- **Activity**:
Every line below that has the string "HashSet" needs to be copied.

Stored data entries
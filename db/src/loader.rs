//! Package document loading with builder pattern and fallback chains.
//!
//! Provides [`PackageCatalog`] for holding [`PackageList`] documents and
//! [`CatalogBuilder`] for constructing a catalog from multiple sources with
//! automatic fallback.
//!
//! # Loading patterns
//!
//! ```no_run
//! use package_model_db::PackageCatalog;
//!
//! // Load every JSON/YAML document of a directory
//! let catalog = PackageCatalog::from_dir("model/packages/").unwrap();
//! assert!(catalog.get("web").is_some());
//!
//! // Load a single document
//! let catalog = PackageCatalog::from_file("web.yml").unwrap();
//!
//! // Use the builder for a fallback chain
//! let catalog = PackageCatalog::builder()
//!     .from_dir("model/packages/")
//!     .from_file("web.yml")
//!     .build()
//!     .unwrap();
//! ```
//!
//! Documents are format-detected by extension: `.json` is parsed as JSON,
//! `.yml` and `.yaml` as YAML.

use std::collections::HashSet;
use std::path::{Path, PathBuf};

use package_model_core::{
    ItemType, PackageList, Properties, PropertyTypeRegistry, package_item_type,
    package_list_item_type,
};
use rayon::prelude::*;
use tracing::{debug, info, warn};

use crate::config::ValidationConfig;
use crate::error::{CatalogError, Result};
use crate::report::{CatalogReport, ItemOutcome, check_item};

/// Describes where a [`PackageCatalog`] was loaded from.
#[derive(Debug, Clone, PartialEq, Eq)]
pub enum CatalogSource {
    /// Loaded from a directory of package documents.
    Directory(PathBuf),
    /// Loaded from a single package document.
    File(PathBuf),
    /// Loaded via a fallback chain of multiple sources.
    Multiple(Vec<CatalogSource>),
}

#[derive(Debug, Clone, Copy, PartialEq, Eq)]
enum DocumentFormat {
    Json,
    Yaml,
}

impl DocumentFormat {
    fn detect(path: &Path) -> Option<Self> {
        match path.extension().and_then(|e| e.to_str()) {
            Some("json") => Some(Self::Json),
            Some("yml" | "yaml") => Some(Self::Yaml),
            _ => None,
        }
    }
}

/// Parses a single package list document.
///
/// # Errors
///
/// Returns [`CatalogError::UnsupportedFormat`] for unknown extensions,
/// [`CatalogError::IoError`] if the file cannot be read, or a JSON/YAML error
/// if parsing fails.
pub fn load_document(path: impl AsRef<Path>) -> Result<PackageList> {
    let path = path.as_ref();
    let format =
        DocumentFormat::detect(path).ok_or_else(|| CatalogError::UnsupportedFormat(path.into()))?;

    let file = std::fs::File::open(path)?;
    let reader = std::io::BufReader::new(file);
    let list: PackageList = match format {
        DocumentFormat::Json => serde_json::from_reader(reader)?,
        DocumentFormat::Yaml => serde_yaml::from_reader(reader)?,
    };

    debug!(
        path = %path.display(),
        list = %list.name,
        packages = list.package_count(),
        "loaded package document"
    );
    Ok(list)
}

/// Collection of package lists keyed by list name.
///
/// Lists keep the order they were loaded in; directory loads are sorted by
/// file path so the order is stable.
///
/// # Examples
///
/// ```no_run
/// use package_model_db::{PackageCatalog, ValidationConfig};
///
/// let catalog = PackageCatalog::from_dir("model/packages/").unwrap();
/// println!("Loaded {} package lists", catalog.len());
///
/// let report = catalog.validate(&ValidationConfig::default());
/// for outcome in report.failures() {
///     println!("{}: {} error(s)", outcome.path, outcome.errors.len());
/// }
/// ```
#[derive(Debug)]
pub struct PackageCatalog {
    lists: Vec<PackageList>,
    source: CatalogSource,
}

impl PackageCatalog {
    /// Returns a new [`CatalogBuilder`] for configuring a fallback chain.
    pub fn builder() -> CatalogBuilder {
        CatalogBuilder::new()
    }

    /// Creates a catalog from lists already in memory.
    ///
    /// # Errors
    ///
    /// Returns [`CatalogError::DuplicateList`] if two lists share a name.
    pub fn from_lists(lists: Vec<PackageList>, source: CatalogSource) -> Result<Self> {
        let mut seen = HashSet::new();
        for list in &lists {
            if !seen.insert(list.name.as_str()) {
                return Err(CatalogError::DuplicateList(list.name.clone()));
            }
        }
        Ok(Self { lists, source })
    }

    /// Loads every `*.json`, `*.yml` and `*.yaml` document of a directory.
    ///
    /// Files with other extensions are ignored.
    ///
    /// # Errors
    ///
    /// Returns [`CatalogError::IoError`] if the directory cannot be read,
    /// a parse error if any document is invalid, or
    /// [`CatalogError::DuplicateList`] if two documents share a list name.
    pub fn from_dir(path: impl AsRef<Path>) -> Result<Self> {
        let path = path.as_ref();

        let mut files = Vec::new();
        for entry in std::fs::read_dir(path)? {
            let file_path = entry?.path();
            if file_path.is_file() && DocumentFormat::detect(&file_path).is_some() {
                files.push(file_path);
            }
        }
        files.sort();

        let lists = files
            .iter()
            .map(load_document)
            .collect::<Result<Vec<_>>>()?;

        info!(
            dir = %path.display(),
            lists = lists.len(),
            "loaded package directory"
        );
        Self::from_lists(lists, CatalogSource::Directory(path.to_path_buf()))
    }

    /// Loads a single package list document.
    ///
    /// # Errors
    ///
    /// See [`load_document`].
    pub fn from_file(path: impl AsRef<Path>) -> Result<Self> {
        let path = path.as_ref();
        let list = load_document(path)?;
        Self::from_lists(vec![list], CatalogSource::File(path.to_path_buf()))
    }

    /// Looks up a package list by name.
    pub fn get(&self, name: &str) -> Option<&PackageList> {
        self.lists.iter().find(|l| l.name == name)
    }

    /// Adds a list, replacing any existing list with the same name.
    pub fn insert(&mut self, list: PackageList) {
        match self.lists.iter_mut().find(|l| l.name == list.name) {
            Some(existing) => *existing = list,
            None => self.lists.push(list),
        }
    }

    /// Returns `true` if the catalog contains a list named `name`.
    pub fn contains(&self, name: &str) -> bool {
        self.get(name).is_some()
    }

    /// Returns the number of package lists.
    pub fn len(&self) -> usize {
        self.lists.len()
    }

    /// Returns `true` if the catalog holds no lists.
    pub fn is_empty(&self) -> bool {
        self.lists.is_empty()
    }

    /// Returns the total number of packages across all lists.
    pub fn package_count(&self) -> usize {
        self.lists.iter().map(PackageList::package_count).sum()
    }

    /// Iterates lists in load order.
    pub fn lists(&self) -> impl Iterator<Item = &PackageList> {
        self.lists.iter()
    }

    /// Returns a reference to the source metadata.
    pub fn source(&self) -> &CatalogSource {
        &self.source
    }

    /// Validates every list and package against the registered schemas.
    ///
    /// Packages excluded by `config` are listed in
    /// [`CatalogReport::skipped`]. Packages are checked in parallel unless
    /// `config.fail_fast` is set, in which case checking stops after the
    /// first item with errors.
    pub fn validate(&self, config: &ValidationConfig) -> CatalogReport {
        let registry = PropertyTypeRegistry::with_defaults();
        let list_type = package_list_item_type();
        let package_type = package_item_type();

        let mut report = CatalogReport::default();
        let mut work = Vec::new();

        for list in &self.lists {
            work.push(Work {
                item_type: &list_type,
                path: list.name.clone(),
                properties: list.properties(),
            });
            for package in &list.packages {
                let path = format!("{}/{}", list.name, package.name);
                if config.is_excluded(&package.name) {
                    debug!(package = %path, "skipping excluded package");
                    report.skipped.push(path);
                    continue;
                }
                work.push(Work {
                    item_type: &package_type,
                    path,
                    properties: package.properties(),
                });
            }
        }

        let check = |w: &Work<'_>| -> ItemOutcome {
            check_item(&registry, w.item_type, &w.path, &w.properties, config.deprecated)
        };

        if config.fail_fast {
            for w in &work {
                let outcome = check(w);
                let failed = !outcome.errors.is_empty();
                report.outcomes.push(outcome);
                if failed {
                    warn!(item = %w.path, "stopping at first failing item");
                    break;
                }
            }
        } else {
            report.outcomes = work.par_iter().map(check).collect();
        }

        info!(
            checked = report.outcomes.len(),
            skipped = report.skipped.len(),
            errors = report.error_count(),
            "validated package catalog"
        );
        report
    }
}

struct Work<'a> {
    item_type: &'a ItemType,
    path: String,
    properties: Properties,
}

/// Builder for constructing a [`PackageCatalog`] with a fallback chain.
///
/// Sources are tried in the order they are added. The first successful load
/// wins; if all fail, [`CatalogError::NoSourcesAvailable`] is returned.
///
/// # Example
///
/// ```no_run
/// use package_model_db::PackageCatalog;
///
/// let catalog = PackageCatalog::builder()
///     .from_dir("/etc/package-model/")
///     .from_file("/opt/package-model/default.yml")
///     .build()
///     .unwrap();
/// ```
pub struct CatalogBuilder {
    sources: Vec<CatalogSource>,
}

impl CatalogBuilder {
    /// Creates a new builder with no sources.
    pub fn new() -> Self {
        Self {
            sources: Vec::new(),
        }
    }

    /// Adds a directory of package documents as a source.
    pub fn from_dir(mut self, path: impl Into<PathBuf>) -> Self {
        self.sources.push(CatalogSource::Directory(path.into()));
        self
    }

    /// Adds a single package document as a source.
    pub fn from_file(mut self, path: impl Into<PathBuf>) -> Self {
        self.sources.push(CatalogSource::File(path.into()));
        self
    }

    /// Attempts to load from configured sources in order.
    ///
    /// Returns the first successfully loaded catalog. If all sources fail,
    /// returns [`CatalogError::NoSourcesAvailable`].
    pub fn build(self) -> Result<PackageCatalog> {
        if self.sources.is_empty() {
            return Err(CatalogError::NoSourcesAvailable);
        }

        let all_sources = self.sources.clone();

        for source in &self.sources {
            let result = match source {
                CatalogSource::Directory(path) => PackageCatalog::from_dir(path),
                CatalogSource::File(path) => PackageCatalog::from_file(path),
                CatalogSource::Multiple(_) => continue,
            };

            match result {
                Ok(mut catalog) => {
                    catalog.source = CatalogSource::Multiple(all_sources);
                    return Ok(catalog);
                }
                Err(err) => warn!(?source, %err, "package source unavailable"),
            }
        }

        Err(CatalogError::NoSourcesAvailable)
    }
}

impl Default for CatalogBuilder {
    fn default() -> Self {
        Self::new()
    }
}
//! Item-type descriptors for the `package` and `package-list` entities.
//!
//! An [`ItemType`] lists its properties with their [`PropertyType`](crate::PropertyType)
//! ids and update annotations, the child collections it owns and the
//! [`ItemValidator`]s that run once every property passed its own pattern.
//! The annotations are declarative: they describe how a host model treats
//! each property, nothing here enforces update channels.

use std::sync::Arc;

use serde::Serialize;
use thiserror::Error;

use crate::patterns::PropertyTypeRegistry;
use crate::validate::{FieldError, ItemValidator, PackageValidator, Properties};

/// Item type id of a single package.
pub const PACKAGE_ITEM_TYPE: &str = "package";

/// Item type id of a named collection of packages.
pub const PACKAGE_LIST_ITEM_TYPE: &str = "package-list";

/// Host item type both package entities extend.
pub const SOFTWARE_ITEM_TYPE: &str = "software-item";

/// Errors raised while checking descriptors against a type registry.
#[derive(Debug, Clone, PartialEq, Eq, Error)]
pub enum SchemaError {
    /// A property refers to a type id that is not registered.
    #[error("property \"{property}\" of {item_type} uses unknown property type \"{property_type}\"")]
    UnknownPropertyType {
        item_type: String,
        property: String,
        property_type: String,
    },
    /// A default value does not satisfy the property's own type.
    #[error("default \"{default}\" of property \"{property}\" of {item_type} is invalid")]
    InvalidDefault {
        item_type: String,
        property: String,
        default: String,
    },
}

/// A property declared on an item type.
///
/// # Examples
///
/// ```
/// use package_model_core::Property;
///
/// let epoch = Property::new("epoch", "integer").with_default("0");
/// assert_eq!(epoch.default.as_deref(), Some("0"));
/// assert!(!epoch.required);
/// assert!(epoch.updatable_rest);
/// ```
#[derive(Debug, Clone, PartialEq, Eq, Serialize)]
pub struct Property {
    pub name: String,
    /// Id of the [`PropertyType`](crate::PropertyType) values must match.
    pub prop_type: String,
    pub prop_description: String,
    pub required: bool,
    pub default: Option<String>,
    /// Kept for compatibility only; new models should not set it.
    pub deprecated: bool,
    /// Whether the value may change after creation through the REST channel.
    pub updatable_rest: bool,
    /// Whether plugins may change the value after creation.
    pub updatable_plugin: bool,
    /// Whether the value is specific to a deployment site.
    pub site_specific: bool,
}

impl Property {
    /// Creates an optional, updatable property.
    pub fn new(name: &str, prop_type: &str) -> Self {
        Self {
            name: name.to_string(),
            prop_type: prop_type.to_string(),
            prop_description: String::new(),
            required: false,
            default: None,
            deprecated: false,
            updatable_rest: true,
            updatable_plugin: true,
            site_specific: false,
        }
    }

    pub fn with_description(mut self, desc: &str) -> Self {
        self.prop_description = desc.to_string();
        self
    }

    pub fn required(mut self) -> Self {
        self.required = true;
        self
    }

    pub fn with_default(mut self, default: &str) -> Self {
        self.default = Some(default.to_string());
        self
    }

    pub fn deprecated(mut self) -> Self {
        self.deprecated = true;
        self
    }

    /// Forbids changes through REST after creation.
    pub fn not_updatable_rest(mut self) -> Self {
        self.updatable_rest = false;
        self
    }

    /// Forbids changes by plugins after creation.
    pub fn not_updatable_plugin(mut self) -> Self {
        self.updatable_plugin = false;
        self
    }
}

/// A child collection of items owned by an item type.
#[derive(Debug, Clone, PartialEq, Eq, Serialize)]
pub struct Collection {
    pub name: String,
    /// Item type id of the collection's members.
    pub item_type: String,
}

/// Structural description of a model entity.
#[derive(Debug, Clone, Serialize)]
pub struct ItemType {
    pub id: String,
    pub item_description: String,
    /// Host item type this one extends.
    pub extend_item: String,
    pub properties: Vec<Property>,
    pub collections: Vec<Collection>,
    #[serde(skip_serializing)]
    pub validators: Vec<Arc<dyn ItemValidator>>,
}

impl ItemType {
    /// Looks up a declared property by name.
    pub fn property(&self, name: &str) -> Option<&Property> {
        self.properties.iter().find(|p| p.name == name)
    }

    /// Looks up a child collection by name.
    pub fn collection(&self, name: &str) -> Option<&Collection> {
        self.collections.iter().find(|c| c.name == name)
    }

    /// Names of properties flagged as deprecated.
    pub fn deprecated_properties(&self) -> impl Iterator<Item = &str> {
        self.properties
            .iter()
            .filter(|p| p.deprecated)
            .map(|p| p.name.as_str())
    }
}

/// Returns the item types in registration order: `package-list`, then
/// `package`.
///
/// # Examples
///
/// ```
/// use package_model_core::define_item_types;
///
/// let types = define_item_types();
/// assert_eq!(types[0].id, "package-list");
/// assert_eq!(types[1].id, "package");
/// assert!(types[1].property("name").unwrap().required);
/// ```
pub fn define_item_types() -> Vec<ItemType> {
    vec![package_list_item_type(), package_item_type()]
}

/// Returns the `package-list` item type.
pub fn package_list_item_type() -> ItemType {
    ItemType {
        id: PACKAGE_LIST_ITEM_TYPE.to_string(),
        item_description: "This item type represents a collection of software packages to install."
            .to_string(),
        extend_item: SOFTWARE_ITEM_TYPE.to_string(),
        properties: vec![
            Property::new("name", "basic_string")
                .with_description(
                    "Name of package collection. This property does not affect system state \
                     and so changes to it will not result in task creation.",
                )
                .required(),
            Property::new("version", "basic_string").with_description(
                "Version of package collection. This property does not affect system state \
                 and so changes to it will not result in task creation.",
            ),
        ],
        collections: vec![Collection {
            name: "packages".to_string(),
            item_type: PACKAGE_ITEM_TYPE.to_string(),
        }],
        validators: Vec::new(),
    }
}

- **Result**:
use std::collections::HashSet;
        let mut seen = HashSet::new();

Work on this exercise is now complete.